The first cookery book, Hedypatheia, was written in 350 BC by Archestratus.[2] In the 2nd Century BC, a Greek gourmet named Athenaeus wrote Deipnosophistai as a conversation between two banqueters who talk about recipes.[3] 1st Century Roman merchant Apicius's cookery book was so revered that it was preserved and re-issued for twenty centuries.[4] Early cookery books included health and diet information as well as cookery tips and recipes.[5]

A recipe for garbage, from the Boke of Kokery. "Garbage," in this sense, means "animal entrails."[6]

Medieval cookery books

The oldest known cookery book written in English is The Forme of Cury ("cury" meaning "cookery"), which is said to have been written by the master chef of Richard II's court (1377 - 1399).[7] The Forme of Cury instructed chefs how to cook for everyday meals as well as special banquets. Other cookery books from that era, such as Boke of Kokery, included the names and ingredients of recipes the reader would already be familiar with, but not instructions on how to make the meals; rather, it included tips for chopping meat, flavoring meals, and preventing food theft.[8]

Renaissance cookery books

With the advent of the printing press, cookery books became more widely available.[9] The first known to be printed was an Italian sweets cookbook by Bartolema Scappi, in 1485.[10] Cookery books began to be published regularly in the 1500s, many of which were aimed at the affluent 5 to 10 percent of women who were literate at the time.[11] These books included instructions on cooking, animal husbandry, carving, sewing, and various other duties of servants.[12]

Restoration Age cookery books

After Charles I was deposed and beheaded, many chefs found themselves unemployed. It is suspected that these chefs' desperation for a source of income is one of the reasons for the increase in cookery book publications.[13] The first English cookery book written by a female was The Queen-like Closet by Hannah Wolley, in 1670.[14] Wolley's book was among the first to address readers of a lower class, containing simplified and inexpensive recipes for those with a modest income.[15]

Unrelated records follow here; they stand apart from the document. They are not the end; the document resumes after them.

fn parse_lines(req: &CreateRequestReq) -> Result<Vec<RequestLine>, ValidationErrors> {
    if req.items.is_empty() {
        return Err(ValidationErrors::single(
            "items",
            "Request must contain at least one item",
        ));
    }
    let mut errors = ValidationErrors::default();
    let mut lines = Vec::with_capacity(req.items.len());
    for item in &req.items {
        let line = parse_uuid("shop_item_id", &item.shop_item_id).and_then(|shop_item_id| {
            let line = RequestLine {
                shop_item_id,
                quantity: item.quantity,
            };
            line.validate().map(|_| line)
        });
        match line {
            Ok(line) => lines.push(line),
            Err(e) => errors.merge(e),
        }
    }
    if errors.is_empty() {
        Ok(lines)
    } else {
        Err(errors)
    }
}

#[tonic::async_trait]
impl RequestService for RequestServiceImpl {
    async fn create_request(
        &self,
        request: Request<CreateRequestReq>,
    ) -> Result<Response<RequestRes>, Status> {
        let ctx = AuthContext::from_request(&request)?;
        let req = request.into_inner();

        let lines = parse_lines(&req)?;
        let payload = NewRequest {
            owner_id: ctx.user_id.to_string(),
            message: req.message.filter(|m| !m.is_empty()),
            organization_id: ctx.org_id.to_string(),
        }
        .validated()?;

        for line in &lines {
            self.shop_items
                .get_shop_item_by_id(&ctx.org_id, line.shop_item_id)
                .await?;
        }

        let created = self.requests.create_request(payload).await?;

        let mut items = Vec::with_capacity(lines.len());
        for line in &lines {
            let payload = NewItemInRequest::for_request(created.id, line, ctx.org_id.as_str())
                .validated()?;
            match self.items.create_item_in_request(payload).await {
                Ok(item) => items.push(item),
                Err(e) => {
                    // Don't leave a request behind with only part of its lines.
                    if let Err(cleanup) = self.requests.delete_request(&ctx.org_id, created.id).await {
                        tracing::error!(
                            "Failed to roll back request {}: {}",
                            created.id,
                            cleanup
                        );
                    }
                    return Err(e.into());
                }
            }
        }

        tracing::info!(
            "Created request {} with {} item(s) for {}",
            created.id,
            items.len(),
            created.owner_id
        );

        Ok(Response::new(RequestRes {
            request: Some(Self::model_to_proto(&created, &items)),
        }))
    }

    async fn get_request(&self, request: Request<IdReq>) -> Result<Response<RequestRes>, Status> {
        let ctx = AuthContext::from_request(&request)?;
        let id = parse_uuid("id", &request.get_ref().id)?;

        let found = self.requests.get_request_by_id(&ctx.org_id, id).await?;
        ctx.require_owner_or(&found.owner_id, MANAGE_REQUESTS)?;

        Ok(Response::new(RequestRes {
            request: Some(self.with_items(&ctx.org_id, &found).await?),
        }))
    }

    async fn list_my_requests(
        &self,
        request: Request<Empty>,
    ) -> Result<Response<ListRequestsRes>, Status> {
        let ctx = AuthContext::from_request(&request)?;

        let found = self
            .requests
            .get_requests_by_owner(&ctx.org_id, &ctx.user_id)
            .await?;

        Ok(Response::new(ListRequestsRes {
            requests: self.list_with_items(&ctx.org_id, &found).await?,
        }))
    }

    async fn list_requests(
        &self,
        request: Request<ListRequestsReq>,
    ) -> Result<Response<ListRequestsRes>, Status> {
        let ctx = AuthContext::from_request(&request)?;
        ctx.require(MANAGE_REQUESTS)?;
        let status = parse_optional_enum::<RequestStatus>(
            "status",
            request.get_ref().status.as_deref().filter(|s| !s.is_empty()),
        )?;

        let found = self
            .requests
            .get_all_requests_in_organization(&ctx.org_id, status)
            .await?;

        Ok(Response::new(ListRequestsRes {
            requests: self.list_with_items(&ctx.org_id, &found).await?,
        }))
    }

    async fn update_request(
        &self,
        request: Request<UpdateRequestReq>,
    ) -> Result<Response<RequestRes>, Status> {
        let ctx = AuthContext::from_request(&request)?;
        ctx.require(MANAGE_REQUESTS)?;
        let req = request.into_inner();

        let payload = RequestUpdate {
            id: parse_uuid("id", &req.id)?,
            status: parse_optional_enum("status", req.status.as_deref())?,
            message: req.message,
        }
        .validated()?;

        let updated = self.requests.update_request(&ctx.org_id, payload).await?;
        tracing::info!("Updated request {} (status {})", updated.id, updated.status);

        Ok(Response::new(RequestRes {
            request: Some(self.with_items(&ctx.org_id, &updated).await?),
        }))
    }

    async fn close_request(
        &self,
        request: Request<CloseRequestReq>,
    ) -> Result<Response<RequestRes>, Status> {
        let ctx = AuthContext::from_request(&request)?;
        let req = request.into_inner();

        let close = CloseRequest {
            id: parse_uuid("id", &req.id)?,
            status: req.status,
        }
        .validated()?;

        let found = self.requests.get_request_by_id(&ctx.org_id, close.id).await?;
        ctx.require_owner_or(&found.owner_id, MANAGE_REQUESTS)?;

        let updated = self
            .requests
            .update_request(&ctx.org_id, close.as_update().validated()?)
            .await?;
        tracing::info!("Closed request {}", updated.id);

        Ok(Response::new(RequestRes {
            request: Some(self.with_items(&ctx.org_id, &updated).await?),
        }))
    }

    async fn delete_request(&self, request: Request<IdReq>) -> Result<Response<Empty>, Status> {
        let ctx = AuthContext::from_request(&request)?;
        let id = parse_uuid("id", &request.get_ref().id)?;

        ctx.require(MANAGE_REQUESTS)?;

        self.requests.delete_request(&ctx.org_id, id).await?;
        tracing::info!("Deleted request {} in {}", id, ctx.org_id);

        Ok(Response::new(Empty {}))
    }

    async fn add_item_to_request(
        &self,
        request: Request<AddItemToRequestReq>,
    ) -> Result<Response<ItemInRequestRes>, Status> {
        let ctx = AuthContext::from_request(&request)?;
        let req = request.into_inner();

        let request_id = parse_uuid("request_id", &req.request_id)?;
        let line = RequestLine {
            shop_item_id: parse_uuid("shop_item_id", &req.shop_item_id)?,
            quantity: req.quantity,
        };
        let payload = NewItemInRequest::for_request(request_id, &line, ctx.org_id.as_str())
            .validated()?;

        let parent = self.requests.get_request_by_id(&ctx.org_id, request_id).await?;
        ctx.require_owner_or(&parent.owner_id, MANAGE_REQUESTS)?;
        if parent.status != RequestStatus::Open && !ctx.has(MANAGE_REQUESTS) {
            return Err(AppError::Conflict(
                "Items can only be added to open requests".to_string(),
            )
            .into());
        }
        self.shop_items
            .get_shop_item_by_id(&ctx.org_id, line.shop_item_id)
            .await?;

        let item = self.items.create_item_in_request(payload).await?;
        tracing::info!("Added item {} to request {}", item.id, request_id);

        Ok(Response::new(ItemInRequestRes {
            item: Some(Self::item_to_proto(&item)),
        }))
    }

    async fn update_item_in_request(
        &self,
        request: Request<UpdateItemInRequestReq>,
    ) -> Result<Response<ItemInRequestRes>, Status> {
        let ctx = AuthContext::from_request(&request)?;
        let req = request.into_inner();

        let payload = ItemInRequestUpdate {
            id: parse_uuid("id", &req.id)?,
            quantity: req.quantity,
            status: parse_optional_enum::<ItemInRequestStatus>("status", req.status.as_deref())?,
        }
        .validated()?;

        let (item, parent) = self.item_with_request(&ctx.org_id, payload.id).await?;
        if payload.status.is_some() {
            // Approving or declining a line is a manager decision.
            ctx.require(MANAGE_REQUESTS)?;
        } else {
            require_line_editable(&ctx, &item, &parent)?;
        }

        let item = self
            .items
            .update_item_in_request(&ctx.org_id, payload)
            .await?;
        tracing::info!("Updated item {} (status {})", item.id, item.status);

        Ok(Response::new(ItemInRequestRes {
            item: Some(Self::item_to_proto(&item)),
        }))
    }

    async fn remove_item_from_request(
        &self,
        request: Request<IdReq>,
    ) -> Result<Response<Empty>, Status> {
        let ctx = AuthContext::from_request(&request)?;
        let id = parse_uuid("id", &request.get_ref().id)?;

        let (item, parent) = self.item_with_request(&ctx.org_id, id).await?;
        require_line_editable(&ctx, &item, &parent)?;

        self.items.delete_item_in_request(&ctx.org_id, item.id).await?;
        tracing::info!("Removed item {} from request {}", item.id, parent.id);

        Ok(Response::new(Empty {}))
    }
}
use clap::Parser;
use log::LevelFilter;
use std::path::PathBuf;
use std::sync::Arc;

use frlg_core::{run, DataSnapshot, GameVersion, RandomizerSettings, Result};

#[derive(Debug, Parser)]
#[command(name = "frlg-randomizer", version, about = "Pokémon FireRed/LeafGreen randomizer")]
struct Args {
    /// Extracted game data, plain or gzipped JSON.
    #[arg(long)]
    data: PathBuf,

    /// Directory of region JSON files merged into the game data.
    #[arg(long)]
    regions: Option<PathBuf>,

    /// Settings JSON; anything missing falls back to vanilla.
    #[arg(long)]
    settings: Option<PathBuf>,

    #[arg(long)]
    output: PathBuf,

    #[arg(long)]
    seed: Option<u64>,

    #[arg(long)]
    game_version: Option<GameVersion>,

    #[arg(long, default_value_t = false)]
    spoiler: bool,

    #[arg(long, default_value_t = LevelFilter::Info)]
    log_level: LevelFilter,
}

fn setup_logger(level: LevelFilter) -> std::result::Result<(), log::SetLoggerError> {
    fern::Dispatch::new()
        .format(|out, message, record| {
            out.finish(format_args!(
                "{} [{}] {}: {}",
                chrono::Local::now().format("%Y-%m-%d %H:%M:%S"),
                record.level(),
                record.target(),
                message
            ))
        })
        .level(level)
        .chain(std::io::stderr())
        .apply()
}

/// Flags win over the settings file; with neither, the seed is random.
fn apply_overrides(settings: &mut RandomizerSettings, args: &Args) {
    match args.seed {
        Some(seed) => settings.seed = seed,
        None if args.settings.is_none() => settings.seed = rand::random(),
        None => {}
    }
    if let Some(version) = args.game_version {
        settings.game_version = version;
    }
}

fn execute(args: &Args) -> Result<PathBuf> {
    let data = match &args.regions {
        Some(regions) => DataSnapshot::load_with_regions(&args.data, regions)?,
        None => DataSnapshot::load(&args.data)?,
    };

    let mut settings = match &args.settings {
        Some(path) => RandomizerSettings::from_json_file(path)?,
        None => RandomizerSettings::default(),
    };
    apply_overrides(&mut settings, args);
    log::debug!("Effective settings: {}", serde_json::to_string(&settings)?);

    run(Arc::new(data), &settings, &args.output, args.spoiler)
}

fn main() {
    let args = Args::parse();

    if let Err(err) = setup_logger(args.log_level) {
        eprintln!("Failed to initialise logging: {err}");
    }

    match execute(&args) {
        Ok(out_root) => println!("Randomized data written to {}", out_root.display()),
        Err(err) => {
            eprintln!("Error: {err}");
            std::process::exit(1);
        }
    }
}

Industrial Revolution cookery books

With the implosion of the middle class in England, many cookery books started to be written in simplified English for the readership of the many servants of middle class mistresses.[16] The Art of Cookery Made Plain and Easy (1747) made its author, Hannah Glasse, a housewife, the most popular cookery book author of the age, even though over one third of her recipes were lifted from other books (a common money-making scheme of the time).[17][18]

Victorian cookery books

The most famous Victorian cookery book was Isabella Beeton's Beeton's Book of Household Management (1859-1861).[19] Of its 1112 pages, recipes took up only three quarters; the last quarter focused on other household instructions to be carried out by household staff and servants.[20][21] Alexis Soyer was one of the first celebrity chefs, and his Shilling Cookery for the People (1855) was aimed at improving the culinary lives of the poor.[22]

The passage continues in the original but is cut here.